だいぶ体調が回復したのでチラリと様子を見に行くと、彼のことなど忘れたようにレポート作成に没頭している背中が見えた。
「……信じられない」
自分に対して、こんなにも無頓着な人間がいるという事実を知り、思わず心の声が漏れる。
「あ、先輩体調よくなりました? もう帰りますか?」
「あ、あぁ。ありがとう。そうだね。そろそろ帰るよ(そうか、一緒に帰るって言うつもりなんだな)」
「わかりました、ではお気をつけて」
「!?」
そう言って一瞬こちらを見ただけで、九住はまたレポートを書き始める。
(あぁ、こういうことか……!!)
そっけない九住の態度で、佐谷の中に初めての感情が誕生する。今まで向けられていた他人からの好意、そんなもの自分には一生沸かないと思っていたのに、目の前にいる九住を見ていると熱くドロドロとした感情が溢れ出て止まらない。
『絶対に九住を手に入れたい』
そう決めた途端に、嬉しくて楽しみで無意識に顔がニヤけはじめてしまい、悟られないよう口元を隠すように手で覆った。そんな気持ちを沸かせてくれた九住の顔をマジマジと見つめて、佐谷は数ヶ月前のことを思い出す。
「前に話したことあったよね?」
「え、っ!? はい、前期で同じ授業受けてた3年の九住です」
「そうだ、九住くん……今日は本当にありがとう、助かったよ。

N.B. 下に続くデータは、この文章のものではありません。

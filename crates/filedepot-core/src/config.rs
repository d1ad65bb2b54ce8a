//! Storage configuration.
//!
//! Configuration is validated once when a `StorageLayout` is constructed.
//! An invalid configuration is a fatal initialization error, never a
//! per-call error.

use std::path::PathBuf;

use thiserror::Error;

use crate::constants::DEFAULT_STORAGE_DIR;

/// Base for public URLs to stored files.
#[derive(Debug, Clone, PartialEq, Eq)]
pub enum UrlBase {
    /// No configured base: relative URLs are root-relative paths, absolute
    /// URLs are prefixed with the scheme+host of the current request,
    /// supplied by the caller at URL-building time.
    CurrentHost,
    /// Fixed base URL (e.g. a CDN origin). URLs are always emitted fully
    /// prefixed, regardless of the requested URL mode.
    Fixed(String),
}

/// Configuration for the file storage tree.
#[derive(Debug, Clone)]
pub struct StorageConfig {
    /// Root directory under which the storage directory is created
    /// (e.g. the web root).
    pub storage_root: PathBuf,
    /// Name of the storage directory under the root. A single path segment.
    pub storage_dir: String,
    /// Base for generated URLs.
    pub base_url: UrlBase,
}

/// Configuration validation errors
#[derive(Debug, Error)]
pub enum ConfigError {
    #[error("storage root path must not be empty")]
    EmptyRoot,

    #[error("storage directory name {0:?} must be a single non-empty path segment")]
    InvalidStorageDir(String),

    #[error("storage base URL {0:?} must be a non-empty http(s) URL")]
    InvalidBaseUrl(String),
}

impl StorageConfig {
    /// Create a configuration with the default storage directory name and
    /// current-host URLs.
    pub fn new(storage_root: impl Into<PathBuf>) -> Self {
        StorageConfig {
            storage_root: storage_root.into(),
            storage_dir: DEFAULT_STORAGE_DIR.to_string(),
            base_url: UrlBase::CurrentHost,
        }
    }

    pub fn with_storage_dir(mut self, storage_dir: impl Into<String>) -> Self {
        self.storage_dir = storage_dir.into();
        self
    }

    pub fn with_base_url(mut self, base_url: UrlBase) -> Self {
        self.base_url = base_url;
        self
    }

    /// Validate the configuration. Called once at layout construction.
    pub fn validate(&self) -> Result<(), ConfigError> {
        if self.storage_root.as_os_str().is_empty() {
            return Err(ConfigError::EmptyRoot);
        }

        if self.storage_dir.trim().is_empty()
            || self.storage_dir.contains('/')
            || self.storage_dir.contains('\\')
            || self.storage_dir.contains("..")
        {
            return Err(ConfigError::InvalidStorageDir(self.storage_dir.clone()));
        }

        if let UrlBase::Fixed(url) = &self.base_url {
            let trimmed = url.trim();
            if trimmed.is_empty()
                || !(trimmed.starts_with("http://") || trimmed.starts_with("https://"))
            {
                return Err(ConfigError::InvalidBaseUrl(url.clone()));
            }
        }

        Ok(())
    }
}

色々と……じゃあね、また明日」
「ハイ、お気をつけて」
簡単にお礼だけを告げて、その場を離れるも佐谷の気持ちは、まだふわふわとしていた。
(これが恋? こんなに人を独占したいと思うなんて、生まれて初めてだ)
ボサボサ頭のパッとしない彼が、佐谷の脳内から離れない。なんなら今すぐ家に連れて帰って閉じ込めてしまいたい。

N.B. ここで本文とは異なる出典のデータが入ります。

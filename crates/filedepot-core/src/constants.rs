//! Shared constants.

/// Name of the cache subdirectory inside every bucket directory.
///
/// Derived artifacts live under `{bucket_dir}/cache/`; the name is part of
/// the on-disk layout and must not change for existing stored data.
pub const CACHE_DIR_NAME: &str = "cache";

/// Default name of the storage directory under the storage root.
pub const DEFAULT_STORAGE_DIR: &str = "upload";
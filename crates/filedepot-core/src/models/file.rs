//! Stored-file record.

use chrono::{DateTime, Utc};
use serde::{Deserialize, Serialize};

use super::bucket::{Bucket, BucketError};

/// One stored original file.
///
/// The record is persisted by an external persistence layer; this crate only
/// reads its fields. `sys_name` is generated on upload and unique across the
/// whole storage namespace — it is the anchor every derived-artifact cache
/// entry is keyed and invalidated by.
#[derive(Debug, Clone, Serialize, Deserialize)]
pub struct StoredFile {
    /// Persistence identifier. `None` until the external persistence layer
    /// has accepted the record; path and URL resolution refuse records that
    /// have not been persisted yet.
    pub id: Option<i64>,
    pub group_code: String,
    pub object_id: Option<String>,
    /// Generated unique on-disk filename, extension included.
    pub sys_name: String,
    pub original_name: String,
    pub original_extension: String,
    pub mime: String,
    pub size: u64,
    pub created_at: DateTime<Utc>,
    pub updated_at: DateTime<Utc>,
}

impl StoredFile {
    /// Original filename with its extension, as uploaded.
    pub fn name(&self) -> String {
        format!("{}.{}", self.original_name, self.original_extension)
    }

    /// The bucket this file lives in.
    pub fn bucket(&self) -> Result<Bucket, BucketError> {
        Bucket::new(self.group_code.clone(), self.object_id.clone())
    }

    /// Whether the record has been persisted and may have a file on disk.
    pub fn is_persisted(&self) -> bool {
        self.id.is_some()
    }
}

(ダメダメ焦らず確実に、まずは彼の1番にならないと……ね)
その頃、佐谷が去った図書館では
「っ……、はぁ。ビックリした」
気にしていないフリをしつつ、かなり意識していた隠れファンの九住は、佐谷が近くにいないのをキョロキョロと確認したあと机に突っ伏して悶えた。
(佐谷先輩と、まさかここで会うとは!)
「同じ大学に通ってるくらいしか共通点ないと思ってたのに!」
そして自分とは全く違う人種の佐谷と、また話せた奇跡を噛み締める。
「しかも、僕のこと覚えてくれてた? ありえない」
思ってもいないことが次々起きて、これは夢か? なんて気持ちを浮つかせるも、調べ物の本の下敷きになっていた白紙のレポートを見つけて、九住は現実に引き戻された。
「ヤバい。緊張して1ミリも進まなかった」
本は、ずっと同じところを読んでも読んでも頭に入らず、気が付けば外は暗くなり始めている。仕方ないので今日はもう諦めて帰ろうと片付けをはじめるも、なんだかまだ話した余韻が残っていて、無意識にルンルンしてしまう。そんなご機嫌な九住は、まだ佐谷の意味深な言葉に気づいていなかった。